* Dataset:
━━━━━━━━━━━━━━━━━━━━━━━━━━━━━━
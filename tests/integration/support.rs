//! Scriptable fakes for driving the orchestrator without real sites

use async_trait::async_trait;
use hut_ripple::orchestrator::{OrchestrationOptions, Orchestrator, Target};
use hut_ripple::persistence::{Persistence, PersistenceError, PersistenceResult, SaveReceipt};
use hut_ripple::provider::{
    AvailabilityRecord, ProviderError, ProviderResult, ScrapeProvider, ScrapeRequest,
    ScrapeResult, SubResourceAvailability,
};
use std::collections::HashMap;
use std::sync::atomic::{AtomicUsize, Ordering};
use std::sync::{Arc, Mutex};
use std::time::Duration;

/// How a fake provider behaves on each attempt
#[derive(Clone)]
pub enum Script {
    /// Succeeds after `delay` with one room holding `records` days
    Succeed { delay: Duration, records: usize },
    /// Returns a result flagged unsuccessful
    SoftFail(&'static str),
    /// `scrape` returns an error
    ScrapeError(&'static str),
    /// `initialize` returns an error
    InitError(&'static str),
    /// Soft-fails until the given attempt number, then succeeds
    SucceedOnAttempt(usize),
    /// Succeeds but `cleanup` errors
    CleanupError,
    /// `scrape` returns an error and `cleanup` errors too
    ScrapeAndCleanupError(&'static str),
}

/// Lifecycle calls observed across every provider instance of a factory
#[derive(Default)]
pub struct CallLog {
    pub created: AtomicUsize,
    pub initialized: AtomicUsize,
    pub scraped: AtomicUsize,
    pub cleaned: AtomicUsize,
    pub requests: Mutex<Vec<ScrapeRequest>>,
}

impl CallLog {
    pub fn count(counter: &AtomicUsize) -> usize {
        counter.load(Ordering::SeqCst)
    }
}

pub struct FakeProvider {
    script: Script,
    log: Arc<CallLog>,
}

#[async_trait]
impl ScrapeProvider for FakeProvider {
    async fn initialize(&mut self) -> ProviderResult<()> {
        self.log.initialized.fetch_add(1, Ordering::SeqCst);
        match self.script {
            Script::InitError(message) => Err(ProviderError::Other(message.to_string())),
            _ => Ok(()),
        }
    }

    async fn scrape(&mut self, request: &ScrapeRequest) -> ProviderResult<ScrapeResult> {
        let attempt = self.log.scraped.fetch_add(1, Ordering::SeqCst) + 1;
        self.log.requests.lock().unwrap().push(request.clone());

        match &self.script {
            Script::Succeed { delay, records } => {
                tokio::time::sleep(*delay).await;
                Ok(ScrapeResult::succeeded("fake", rooms(*records)))
            }
            Script::SoftFail(message) => Ok(ScrapeResult::failed("fake", *message)),
            Script::ScrapeError(message) => Err(ProviderError::Other(message.to_string())),
            Script::InitError(_) => unreachable!("scrape after failed initialize"),
            Script::SucceedOnAttempt(n) if attempt >= *n => {
                Ok(ScrapeResult::succeeded("fake", rooms(2)))
            }
            Script::SucceedOnAttempt(_) => Ok(ScrapeResult::failed("fake", "not yet")),
            Script::CleanupError => Ok(ScrapeResult::succeeded("fake", rooms(1))),
            Script::ScrapeAndCleanupError(message) => {
                Err(ProviderError::Other(message.to_string()))
            }
        }
    }

    async fn cleanup(&mut self) -> ProviderResult<()> {
        self.log.cleaned.fetch_add(1, Ordering::SeqCst);
        match self.script {
            Script::CleanupError | Script::ScrapeAndCleanupError(_) => {
                Err(ProviderError::Other("cleanup boom".to_string()))
            }
            _ => Ok(()),
        }
    }
}

fn rooms(records: usize) -> Vec<SubResourceAvailability> {
    let start = chrono::NaiveDate::from_ymd_opt(2026, 7, 1).unwrap();
    vec![SubResourceAvailability {
        name: "Dorm".to_string(),
        availability: (0..records)
            .map(|offset| AvailabilityRecord {
                date: start + chrono::Duration::days(offset as i64),
                available: true,
                free_places: Some(3),
            })
            .collect(),
    }]
}

/// Factory resolving provider type tags to scripted fakes; unknown tags yield `None`
pub fn scripted_factory(
    scripts: Vec<(&'static str, Script)>,
    log: Arc<CallLog>,
) -> Arc<dyn hut_ripple::ProviderFactory> {
    let scripts: HashMap<&'static str, Script> = scripts.into_iter().collect();
    Arc::new(move |provider_type: &str| -> Option<Box<dyn ScrapeProvider>> {
        let script = scripts.get(provider_type)?.clone();
        log.created.fetch_add(1, Ordering::SeqCst);
        Some(Box::new(FakeProvider {
            script,
            log: log.clone(),
        }))
    })
}

pub fn orchestrator(
    options: OrchestrationOptions,
    scripts: Vec<(&'static str, Script)>,
) -> (Orchestrator, Arc<CallLog>) {
    let log = Arc::new(CallLog::default());
    let orchestrator = Orchestrator::new(options, scripted_factory(scripts, log.clone()))
        .expect("valid options");
    (orchestrator, log)
}

pub fn targets(count: usize, provider_type: &str) -> Vec<Target> {
    (1..=count as i64)
        .map(|id| {
            Target::new(
                id,
                format!("Hut {}", id),
                provider_type,
                format!("https://huts.example.com/{}", id),
            )
        })
        .collect()
}

pub fn instant_success() -> Script {
    Script::Succeed {
        delay: Duration::ZERO,
        records: 3,
    }
}

/// Persistence sink counting calls, optionally failing every save
#[derive(Default)]
pub struct CountingPersistence {
    pub fail: bool,
    pub saves: AtomicUsize,
}

#[async_trait]
impl Persistence for CountingPersistence {
    async fn save_scrape_result(
        &self,
        result: &ScrapeResult,
        target_name: &str,
        _url: &str,
        _provider_type: &str,
    ) -> PersistenceResult<SaveReceipt> {
        self.saves.fetch_add(1, Ordering::SeqCst);
        if self.fail {
            return Err(PersistenceError::Rejected("database unavailable".to_string()));
        }
        Ok(SaveReceipt {
            property_id: target_name.to_string(),
            sub_resource_ids: result.sub_resources.iter().map(|s| s.name.clone()).collect(),
        })
    }
}
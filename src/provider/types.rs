//! Request and result shapes exchanged with scrape providers

use crate::orchestrator::{DateRange, TargetId};
use chrono::{DateTime, NaiveDate, Utc};
use serde::{Deserialize, Serialize};

/// What a provider is asked to scrape for one target
#[derive(Debug, Clone, PartialEq, Serialize, Deserialize)]
#[serde(rename_all = "camelCase")]
pub struct ScrapeRequest {
    pub target_id: TargetId,
    pub target_name: String,
    pub url: String,
    pub date_range: DateRange,

    /// Restricts scraping to these sub-resources (room types) when set
    #[serde(default, skip_serializing_if = "Option::is_none")]
    pub sub_resources: Option<Vec<String>>,
}

/// Availability of one sub-resource on one day
#[derive(Debug, Clone, PartialEq, Serialize, Deserialize)]
#[serde(rename_all = "camelCase")]
pub struct AvailabilityRecord {
    pub date: NaiveDate,
    pub available: bool,
    #[serde(default, skip_serializing_if = "Option::is_none")]
    pub free_places: Option<u32>,
}

/// Calendar of a single sub-resource (room type, dormitory, ...)
#[derive(Debug, Clone, PartialEq, Serialize, Deserialize)]
#[serde(rename_all = "camelCase")]
pub struct SubResourceAvailability {
    pub name: String,
    #[serde(default)]
    pub availability: Vec<AvailabilityRecord>,
}

/// Provider-reported status of a scrape
#[derive(Debug, Clone, PartialEq, Serialize, Deserialize)]
#[serde(rename_all = "camelCase")]
pub struct ScrapeMetadata {
    pub success: bool,
    #[serde(default, skip_serializing_if = "Option::is_none")]
    pub error: Option<String>,
    pub provider: String,
    pub scraped_at: DateTime<Utc>,
}

/// Normalized output of one scrape
#[derive(Debug, Clone, PartialEq, Serialize, Deserialize)]
#[serde(rename_all = "camelCase")]
pub struct ScrapeResult {
    #[serde(default)]
    pub sub_resources: Vec<SubResourceAvailability>,
    pub metadata: ScrapeMetadata,
}

impl ScrapeResult {
    /// Builds a successful result
    pub fn succeeded(
        provider: impl Into<String>,
        sub_resources: Vec<SubResourceAvailability>,
    ) -> Self {
        Self {
            sub_resources,
            metadata: ScrapeMetadata {
                success: true,
                error: None,
                provider: provider.into(),
                scraped_at: Utc::now(),
            },
        }
    }

    /// Builds a soft failure: the provider ran but could not produce data
    pub fn failed(provider: impl Into<String>, error: impl Into<String>) -> Self {
        Self {
            sub_resources: Vec::new(),
            metadata: ScrapeMetadata {
                success: false,
                error: Some(error.into()),
                provider: provider.into(),
                scraped_at: Utc::now(),
            },
        }
    }

    pub fn is_success(&self) -> bool {
        self.metadata.success
    }

    /// Number of sub-resources scraped
    pub fn sub_resource_count(&self) -> usize {
        self.sub_resources.len()
    }

    /// Number of availability records across all sub-resources
    pub fn availability_count(&self) -> usize {
        self.sub_resources
            .iter()
            .map(|sub| sub.availability.len())
            .sum()
    }
}
use crate::orchestrator::{OutcomeLists, Target, TargetOutcome};
use chrono::{DateTime, Duration, Utc};
use serde::Serialize;

/// Aggregate figures of a run
#[derive(Debug, Clone, PartialEq, Serialize)]
#[serde(rename_all = "camelCase")]
pub struct ReportSummary {
    pub total: usize,
    pub successful: usize,
    pub failed: usize,
    pub skipped: usize,

    /// Share of all targets that succeeded, e.g. `"80.00%"`
    pub success_rate: String,

    /// Wall-clock run time, e.g. `"12.50s"`
    pub duration: String,
    pub duration_ms: u64,
    pub avg_time_per_target: String,
    pub start_time: DateTime<Utc>,
    pub end_time: DateTime<Utc>,
}

/// Final result of a multi-target run
#[derive(Debug, Clone, PartialEq, Serialize)]
#[serde(rename_all = "camelCase")]
pub struct OrchestrationReport {
    pub summary: ReportSummary,
    pub successful: Vec<TargetOutcome>,
    pub failed: Vec<TargetOutcome>,
    pub skipped: Vec<Target>,
}

impl OrchestrationReport {
    pub fn has_failures(&self) -> bool {
        !self.failed.is_empty()
    }
}

/// Assembles the final report from the frozen result lists
///
/// Count fields depend only on `lists`; `duration_ms` and `start_time` only
/// affect the timing fields.
pub fn build_report(
    lists: &OutcomeLists,
    start_time: DateTime<Utc>,
    duration_ms: u64,
) -> OrchestrationReport {
    let successful = lists.successful.len();
    let failed = lists.failed.len();
    let skipped = lists.skipped.len();
    let total = lists.total();

    let success_rate = if total > 0 {
        successful as f64 / total as f64 * 100.0
    } else {
        0.0
    };
    let avg_time_per_target = if total > 0 {
        duration_ms as f64 / total as f64
    } else {
        0.0
    };
    let end_time = start_time + Duration::milliseconds(duration_ms as i64);

    OrchestrationReport {
        summary: ReportSummary {
            total,
            successful,
            failed,
            skipped,
            success_rate: format!("{:.2}%", success_rate),
            duration: format_seconds(duration_ms as f64),
            duration_ms,
            avg_time_per_target: format_seconds(avg_time_per_target),
            start_time,
            end_time,
        },
        successful: lists.successful.clone(),
        failed: lists.failed.clone(),
        skipped: lists.skipped.clone(),
    }
}

fn format_seconds(ms: f64) -> String {
    format!("{:.2}s", ms / 1000.0)
}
━━━━━━━━━━━━━━━━━━━━━━━━━━━━━━
* Assignment: Would you please return every line in the listing where "counter" shows up?

* Task solution:
    pub fn count(counter: &AtomicUsize) -> usize {
        counter.load(Ordering::SeqCst)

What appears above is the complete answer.